The one exception was atezolizumab, when compared to dose‑dense MVAC, where atezolizumab was incrementally less costly, only $18,838 per neoadjuvant course, and incrementally more effective, with improvement in 2‑year recurrence‑free survival of 0.2%. It received a dominant designation and was considered to be more cost‑effective than dose‑dense MVAC.

We also present in our poster one-way sensitivity analyses that identify the costs of both dose‑dense MVAC and pembrolizumab, as well as the probability of no relapse without PCR as the factors in our model that the model is most sensitive to, and probabilistic sensitivity analysis, where we estimated about 11% of simulations that we performed with pembrolizumab compared to dose‑dense MVAC met this $100,000 willingness to pay threshold that we had targeted.

We also did a scenario‑based analysis, where we looked for a value‑based price for pembrolizumab to be cost‑effective and found that, if pembrolizumab was 21% cheaper, then it could be considered cost‑effective when compared to dose‑dense MVAC, and over 90% cheaper, or less costly, I should say, it could be considered cost‑effective when compared to gemcitabine and cisplatin.

The one notable finding was that atezolizumab was cost‑effective, and this was likely driven by the fewer doses of atezolizumab, only 2 doses in the ABACUS trial, whereas in the PURE‑01 trial and the NAMUKO trial, there were more doses of the other medications.

In conclusion, we show in our study neoadjuvant pembrolizumab and other immune checkpoint inhibitors in general do not seem cost‑effective, with the exception of atezolizumab. This was likely driven by fewer doses of that medication.
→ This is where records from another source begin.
//! [`Row`] — one untyped record: column name to string value.

use std::collections::{BTreeMap, btree_map};

use serde::{Deserialize, Serialize};

/// The column every table is keyed by.
pub const ID: &str = "id";

/// Highest id a store hands out. Ids must also fit an SQLite `INTEGER`.
pub const MAX_ID: u64 = i64::MAX as u64;

/// A single table row. All values are strings; typing is reconstructed by
/// [`crate::record::Record::from_row`].
#[derive(Debug, Clone, Default, PartialEq, Eq, Serialize, Deserialize)]
#[serde(transparent)]
pub struct Row(BTreeMap<String, String>);

impl Row {
  pub fn new() -> Self { Self::default() }

  pub fn get(&self, column: &str) -> Option<&str> {
    self.0.get(column).map(String::as_str)
  }

  /// Insert or overwrite a single column.
  pub fn set(&mut self, column: impl Into<String>, value: impl Into<String>) {
    self.0.insert(column.into(), value.into());
  }

  /// Builder form of [`Row::set`].
  pub fn with(mut self, column: impl Into<String>, value: impl Into<String>) -> Self {
    self.set(column, value);
    self
  }

  /// The row's `id`, if present and numeric.
  pub fn id(&self) -> Option<u64> { self.get(ID).and_then(parse_id) }

  pub fn set_id(&mut self, id: u64) { self.set(ID, id.to_string()); }

  pub fn columns(&self) -> impl Iterator<Item = &str> {
    self.0.keys().map(String::as_str)
  }

  pub fn iter(&self) -> btree_map::Iter<'_, String, String> { self.0.iter() }

  pub fn len(&self) -> usize { self.0.len() }

  pub fn is_empty(&self) -> bool { self.0.is_empty() }
}

impl<K: Into<String>, V: Into<String>> FromIterator<(K, V)> for Row {
  fn from_iter<I: IntoIterator<Item = (K, V)>>(iter: I) -> Self {
    Self(
      iter
        .into_iter()
        .map(|(k, v)| (k.into(), v.into()))
        .collect(),
    )
  }
}

impl<'a> IntoIterator for &'a Row {
  type Item = (&'a String, &'a String);
  type IntoIter = btree_map::Iter<'a, String, String>;

  fn into_iter(self) -> Self::IntoIter { self.0.iter() }
}

/// Parse an id cell. Accepts a trailing `.0`, which spreadsheet tools write
/// when a numeric column has blanks in it.
pub fn parse_id(s: &str) -> Option<u64> {
  let s = s.trim();
  let s = s.strip_suffix(".0").unwrap_or(s);
  s.parse().ok()
}

/// `1` for an empty table or one without ids, otherwise `max(id) + 1`.
/// `None` once the table holds an id at or past [`MAX_ID`].
pub fn next_id(rows: &[Row]) -> Option<u64> {
  match rows.iter().filter_map(Row::id).max() {
    Some(max) => id_after(max),
    None => Some(1),
  }
}

/// The id following `max`, or `None` past [`MAX_ID`].
pub fn id_after(max: u64) -> Option<u64> { max.checked_add(1).filter(|id| *id <= MAX_ID) }

/// `count` consecutive ids starting at `first`, or `None` if the block would
/// run past [`MAX_ID`].
pub fn id_block(first: u64, count: usize) -> Option<Vec<u64>> {
  (0..count as u64)
    .map(|i| first.checked_add(i).filter(|id| *id <= MAX_ID))
    .collect()
}

/// Apply every `(column, value)` in `fields` to each row whose id is `id`.
/// Returns the number of rows touched.
pub fn update_matching(rows: &mut [Row], id: u64, fields: &[(&str, String)]) -> usize {
  let mut matched = 0;
  for row in rows.iter_mut().filter(|r| r.id() == Some(id)) {
    for (column, value) in fields {
      row.set(*column, value.as_str());
    }
    matched += 1;
  }
  matched
}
Pembrolizumab may approach a cost‑effective threshold with a 21% rebate when compared to dose‑dense MVAC. The limitations we should highlight in this study is that we used a projection model and not real‑world data.

We're also limited by single‑arm trials, and so this is not based off randomized trials. This is based off very early data in this space. Thank you. 

Khaki AR, Shan Y, Nelson R, et al. Cost-effectiveness analysis of neoadjuvant immune checkpoint inhibition (ICI) versus cisplatin-based chemotherapy (CBC) in muscle-invasive bladder cancer (MIBC). Presented at: the virtual 2021 ASCO Genitourinary Cancers Symposium; February 11-13, 2021. Abstract 419.

Dr Khaki reports no relevant financial relationships.